-- Data to examine follows --
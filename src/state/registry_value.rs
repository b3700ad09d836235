use stylus_sdk::alloy_primitives::{Address, U256};

use super::{ArbContext, ContextActions, RegistryKey, SlotKey};

/// Value stored in a registry slot.
///
/// A zero word is the "unregistered" sentinel, so a stored value of zero is
/// indistinguishable from an absent slot.
#[derive(Default, Debug, PartialEq)]
pub struct RegistryValue {
    pub value: U256,
}

impl RegistryValue {
    pub fn read_from_slot(ctx: &ArbContext, owner: Address, key: U256) -> Self {
        let slot_key = RegistryKey { owner, key }.get_key();
        let slot = ctx.sload(&slot_key);

        Self::decode(&slot)
    }

    pub fn decode(slot: &[u8; 32]) -> Self {
        RegistryValue {
            value: U256::from_be_bytes(*slot),
        }
    }

    pub fn encode(&self) -> [u8; 32] {
        self.value.to_be_bytes::<32>()
    }

    pub fn write_to_slot(&self, ctx: &mut ArbContext, owner: Address, key: U256) {
        ctx.sstore(&RegistryKey { owner, key }.get_key(), &self.encode());
    }

    /// Whether the slot holds a registered entry
    pub fn is_registered(&self) -> bool {
        !self.value.is_zero()
    }
}
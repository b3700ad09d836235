pub mod processor;

pub use processor::*;
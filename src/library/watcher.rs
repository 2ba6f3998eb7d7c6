// Copyright (c) 2026 Robert L. Snyder, Sierra Vista, AZ
// Licensed under the MIT License. See LICENSE file in the project root for details.

//! Library directory watcher.
//!
//! Reports compositions created, deleted or modified on disk so a library
//! view can refresh without rescanning. Modifications are debounced and
//! reparsed before they are reported.

use std::path::{Path, PathBuf};
use std::sync::mpsc::{self, Receiver, Sender};
use std::time::{Duration, Instant};

use anyhow::{anyhow, Result};
use notify::{Config, Event, EventKind, RecommendedWatcher, RecursiveMode, Watcher};
use tracing::debug;

use super::{is_composition_file, load_composition};
use crate::composition::Composition;

/// Events emitted by the library watcher
#[derive(Debug, Clone)]
pub enum LibraryEvent {
    /// A composition file changed and parsed
    Reloaded(Box<Composition>),
    /// A composition file changed but failed to parse
    Error(String),
    /// A composition file appeared
    FileCreated(PathBuf),
    /// A composition file was removed
    FileDeleted(PathBuf),
}

/// Library watcher with debouncing
pub struct LibraryWatcher {
    _watcher: RecommendedWatcher,
    event_receiver: Receiver<LibraryEvent>,
    watched_path: PathBuf,
}

impl LibraryWatcher {
    /// Watch a library directory.
    ///
    /// # Arguments
    /// * `path` - Library directory
    /// * `debounce_ms` - Debounce duration in milliseconds (default: 500)
    pub fn new<P: AsRef<Path>>(path: P, debounce_ms: Option<u64>) -> Result<Self> {
        let watched_path = path.as_ref().to_path_buf();
        let debounce_duration = Duration::from_millis(debounce_ms.unwrap_or(500));

        let (event_tx, event_rx): (Sender<LibraryEvent>, Receiver<LibraryEvent>) = mpsc::channel();
        let (notify_tx, notify_rx): (Sender<Event>, Receiver<Event>) = mpsc::channel();

        let mut watcher = RecommendedWatcher::new(
            move |res: Result<Event, notify::Error>| {
                if let Ok(event) = res {
                    let _ = notify_tx.send(event);
                }
            },
            Config::default(),
        )
        .map_err(|e| anyhow!("Failed to create file watcher: {}", e))?;

        watcher
            .watch(&watched_path, RecursiveMode::NonRecursive)
            .map_err(|e| anyhow!("Failed to watch path {:?}: {}", watched_path, e))?;

        std::thread::spawn(move || debounce_loop(notify_rx, event_tx, debounce_duration));

        debug!(path = ?watched_path, "watching library");
        Ok(Self {
            _watcher: watcher,
            event_receiver: event_rx,
            watched_path,
        })
    }

    /// Try to receive the next event (non-blocking)
    pub fn try_recv(&self) -> Option<LibraryEvent> {
        self.event_receiver.try_recv().ok()
    }

    /// Receive all pending events
    pub fn recv_all(&self) -> Vec<LibraryEvent> {
        let mut events = Vec::new();
        while let Some(event) = self.try_recv() {
            events.push(event);
        }
        events
    }

    /// Block until the next event
    pub fn recv(&self) -> Option<LibraryEvent> {
        self.event_receiver.recv().ok()
    }

    /// Get the path being watched
    pub fn watched_path(&self) -> &Path {
        &self.watched_path
    }
}

fn debounce_loop(
    notify_rx: Receiver<Event>,
    event_tx: Sender<LibraryEvent>,
    debounce_duration: Duration,
) {
    let mut last_event_time: Option<Instant> = None;
    let mut pending_paths: Vec<PathBuf> = Vec::new();

    loop {
        match notify_rx.recv_timeout(Duration::from_millis(100)) {
            Ok(event) => {
                let paths = event.paths.into_iter().filter(|p| is_composition_file(p));
                match event.kind {
                    EventKind::Create(_) => {
                        for path in paths {
                            let _ = event_tx.send(LibraryEvent::FileCreated(path.clone()));
                            // Content usually lands after the create
                            if !pending_paths.contains(&path) {
                                pending_paths.push(path);
                            }
                            last_event_time = Some(Instant::now());
                        }
                    }
                    EventKind::Remove(_) => {
                        for path in paths {
                            pending_paths.retain(|p| p != &path);
                            let _ = event_tx.send(LibraryEvent::FileDeleted(path));
                        }
                    }
                    EventKind::Modify(_) => {
                        for path in paths {
                            if !pending_paths.contains(&path) {
                                pending_paths.push(path);
                            }
                            last_event_time = Some(Instant::now());
                        }
                    }
                    _ => {}
                }
            }
            Err(mpsc::RecvTimeoutError::Timeout) => {
                let Some(last_time) = last_event_time else {
                    continue;
                };
                if last_time.elapsed() < debounce_duration {
                    continue;
                }
                for path in pending_paths.drain(..) {
                    // Renamed away or deleted before the debounce expired
                    if !path.is_file() {
                        continue;
                    }
                    let event = match load_composition(&path) {
                        Ok(composition) => LibraryEvent::Reloaded(Box::new(composition)),
                        Err(e) => LibraryEvent::Error(format!("Failed to load {:?}: {:#}", path, e)),
                    };
                    let _ = event_tx.send(event);
                }
                last_event_time = None;
            }
            Err(mpsc::RecvTimeoutError::Disconnected) => {
                // Watcher was dropped
                break;
            }
        }
    }
}
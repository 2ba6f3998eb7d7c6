// Copyright (c) 2026 Robert L. Snyder, Sierra Vista, AZ
// Licensed under the MIT License. See LICENSE file in the project root for details.

//! Drum sound catalog.
//!
//! The catalog lists the sounds a composition can add tracks for. Tracks
//! refer to sounds by id only; the catalog is never embedded in a
//! composition file.
//!
//! Catalogs load from TOML:
//!
//! ```toml
//! [[sounds]]
//! id = "conga_low"
//! name = "Low Conga"
//! category = "congas"
//! source = { asset = 1 }
//!
//! [[sounds]]
//! id = "cowbell"
//! name = "Cowbell"
//! category = "bells"
//! source = { uri = "file:///sounds/cowbell.wav" }
//! ```

use std::collections::HashSet;
use std::fs;
use std::path::Path;

use anyhow::{Context, Result};
use serde::{Deserialize, Serialize};
use thiserror::Error;

/// Sound categories for grouping
#[derive(Debug, Clone, Copy, PartialEq, Eq, Hash, Serialize, Deserialize)]
#[serde(rename_all = "snake_case")]
pub enum SoundCategory {
    Congas,
    Djembe,
    Bongos,
    Timbales,
    Shakers,
    Bells,
    Wood,
    Metallic,
    Other,
}

/// Where a sound's audio comes from
#[derive(Debug, Clone, PartialEq, Eq, Serialize, Deserialize)]
pub enum SoundSource {
    /// File path or URI resolved at load time
    #[serde(rename = "uri")]
    ExternalUri(String),
    /// Asset bundled with the application
    #[serde(rename = "asset")]
    BuiltInAsset(u32),
}

/// A drum sound definition
#[derive(Debug, Clone, PartialEq, Serialize, Deserialize)]
pub struct DrumSound {
    pub id: String,
    pub name: String,
    pub source: SoundSource,
    pub category: SoundCategory,
}

impl DrumSound {
    /// Create a sound
    pub fn new(
        id: impl Into<String>,
        name: impl Into<String>,
        source: SoundSource,
        category: SoundCategory,
    ) -> Self {
        Self {
            id: id.into(),
            name: name.into(),
            source,
            category,
        }
    }
}

/// Errors from building a catalog
#[derive(Debug, Clone, PartialEq, Eq, Error)]
pub enum CatalogError {
    #[error("Duplicate sound id in catalog: {0}")]
    DuplicateId(String),
}

/// Ordered collection of drum sounds with unique ids.
///
/// Every deserializer goes through the duplicate id check.
#[derive(Debug, Clone, Default, PartialEq, Serialize, Deserialize)]
#[serde(try_from = "CatalogFile")]
pub struct SoundCatalog {
    sounds: Vec<DrumSound>,
}

#[derive(Deserialize)]
struct CatalogFile {
    #[serde(default)]
    sounds: Vec<DrumSound>,
}

impl TryFrom<CatalogFile> for SoundCatalog {
    type Error = CatalogError;

    fn try_from(file: CatalogFile) -> Result<Self, CatalogError> {
        let mut seen = HashSet::new();
        for sound in &file.sounds {
            if !seen.insert(sound.id.as_str()) {
                return Err(CatalogError::DuplicateId(sound.id.clone()));
            }
        }
        Ok(Self { sounds: file.sounds })
    }
}

impl SoundCatalog {
    /// Create an empty catalog
    pub fn new() -> Self {
        Self::default()
    }

    /// Sounds bundled with the application
    pub fn builtin() -> Self {
        use SoundCategory::*;

        let entries = [
            ("conga_high", "High Conga", Congas),
            ("conga_low", "Low Conga", Congas),
            ("conga_slap", "Conga Slap", Congas),
            ("djembe_bass", "Djembe Bass", Djembe),
            ("djembe_tone", "Djembe Tone", Djembe),
            ("bongo_high", "High Bongo", Bongos),
            ("bongo_low", "Low Bongo", Bongos),
            ("timbale_high", "High Timbale", Timbales),
            ("timbale_low", "Low Timbale", Timbales),
            ("shaker", "Shaker", Shakers),
            ("cabasa", "Cabasa", Shakers),
            ("cowbell", "Cowbell", Bells),
            ("agogo", "Agogo", Bells),
            ("claves", "Claves", Wood),
            ("woodblock", "Woodblock", Wood),
            ("triangle", "Triangle", Metallic),
            ("clap", "Clap", Other),
        ];

        let mut catalog = Self::new();
        for (asset, (id, name, category)) in entries.into_iter().enumerate() {
            catalog.add(DrumSound::new(
                id,
                name,
                SoundSource::BuiltInAsset(asset as u32),
                category,
            ));
        }
        catalog
    }

    /// Load a catalog from a TOML file
    pub fn load<P: AsRef<Path>>(path: P) -> Result<Self> {
        let contents = fs::read_to_string(path.as_ref())
            .with_context(|| format!("Failed to read sound catalog: {:?}", path.as_ref()))?;
        Self::from_toml(&contents)
    }

    /// Parse a catalog from TOML, rejecting repeated ids
    pub fn from_toml(text: &str) -> Result<Self> {
        toml::from_str(text).context("Failed to parse sound catalog TOML")
    }

    /// Serialize to TOML
    pub fn to_toml(&self) -> Result<String> {
        toml::to_string(self).context("Failed to serialize sound catalog to TOML")
    }

    /// Add a sound, replacing and returning any sound with the same id
    pub fn add(&mut self, sound: DrumSound) -> Option<DrumSound> {
        match self.sounds.iter_mut().find(|s| s.id == sound.id) {
            Some(existing) => Some(std::mem::replace(existing, sound)),
            None => {
                self.sounds.push(sound);
                None
            }
        }
    }

    /// Look up a sound by id
    pub fn get(&self, id: &str) -> Option<&DrumSound> {
        self.sounds.iter().find(|s| s.id == id)
    }

    /// Check if a sound id exists
    pub fn contains(&self, id: &str) -> bool {
        self.get(id).is_some()
    }

    /// Sound ids in catalog order
    pub fn ids(&self) -> impl Iterator<Item = &str> {
        self.sounds.iter().map(|s| s.id.as_str())
    }

    /// Sounds in a category
    pub fn by_category(&self, category: SoundCategory) -> impl Iterator<Item = &DrumSound> {
        self.sounds.iter().filter(move |s| s.category == category)
    }

    /// Iterate over sounds
    pub fn iter(&self) -> impl Iterator<Item = &DrumSound> {
        self.sounds.iter()
    }

    /// Number of sounds
    pub fn len(&self) -> usize {
        self.sounds.len()
    }

    /// Check if empty
    pub fn is_empty(&self) -> bool {
        self.sounds.is_empty()
    }
}

#[cfg(test)]
mod tests {
    use super::*;

    #[test]
    fn test_parse_catalog() {
        let text = r#"
[[sounds]]
id = "conga_low"
name = "Low Conga"
category = "congas"
source = { asset = 1 }

[[sounds]]
id = "cowbell"
name = "Cowbell"
category = "bells"
source = { uri = "file:///sounds/cowbell.wav" }
"#;

        let catalog = SoundCatalog::from_toml(text).unwrap();
        assert_eq!(catalog.len(), 2);
        assert_eq!(catalog.ids().collect::<Vec<_>>(), vec!["conga_low", "cowbell"]);

        let conga = catalog.get("conga_low").unwrap();
        assert_eq!(conga.source, SoundSource::BuiltInAsset(1));
        assert_eq!(conga.category, SoundCategory::Congas);

        let bell = catalog.get("cowbell").unwrap();
        assert_eq!(
            bell.source,
            SoundSource::ExternalUri("file:///sounds/cowbell.wav".to_string())
        );
    }

    #[test]
    fn test_duplicate_ids_rejected() {
        let text = r#"
[[sounds]]
id = "clap"
name = "Clap"
category = "other"
source = { asset = 1 }

[[sounds]]
id = "clap"
name = "Clap 2"
category = "other"
source = { asset = 2 }
"#;
        let err = SoundCatalog::from_toml(text).unwrap_err();
        assert!(format!("{:#}", err).contains("Duplicate sound id in catalog: clap"));
    }

    #[test]
    fn test_duplicate_ids_rejected_by_any_format() {
        let yaml = r#"
sounds:
  - id: clap
    name: Clap
    category: other
    source: {asset: 1}
  - id: clap
    name: Clap 2
    category: other
    source: {asset: 2}
"#;
        assert!(serde_yaml::from_str::<SoundCatalog>(yaml).is_err());

        let empty: SoundCatalog = serde_yaml::from_str("{}").unwrap();
        assert!(empty.is_empty());
    }

    #[test]
    fn test_unknown_category_rejected() {
        let text = r#"
[[sounds]]
id = "gong"
name = "Gong"
category = "gongs"
source = { asset = 1 }
"#;
        assert!(SoundCatalog::from_toml(text).is_err());
    }

    #[test]
    fn test_round_trip() {
        let original = SoundCatalog::builtin();
        let text = original.to_toml().unwrap();
        let parsed = SoundCatalog::from_toml(&text).unwrap();
        assert_eq!(original, parsed);
    }

    #[test]
    fn test_add_replaces() {
        let mut catalog = SoundCatalog::new();
        assert!(catalog.is_empty());
        let first = DrumSound::new("clap", "Clap", SoundSource::BuiltInAsset(1), SoundCategory::Other);
        assert!(catalog.add(first.clone()).is_none());

        let second = DrumSound::new("clap", "Big Clap", SoundSource::BuiltInAsset(2), SoundCategory::Other);
        assert_eq!(catalog.add(second), Some(first));
        assert_eq!(catalog.len(), 1);
        assert_eq!(catalog.get("clap").unwrap().name, "Big Clap");
    }

    #[test]
    fn test_builtin_categories() {
        let catalog = SoundCatalog::builtin();
        assert_eq!(catalog.by_category(SoundCategory::Congas).count(), 3);
        assert!(catalog.contains("cowbell"));
        assert!(!catalog.contains("kick"));
    }
}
-- Data to examine concluded --
Work required –
Which lines above contain the word "anyhow"? Show each of them.

Solution –
use anyhow::{anyhow, Result};
        .map_err(|e| anyhow!("Failed to create file watcher: {}", e))?;
            .map_err(|e| anyhow!("Failed to watch path {:?}: {}", watched_path, e))?;
use anyhow::{Context, Result};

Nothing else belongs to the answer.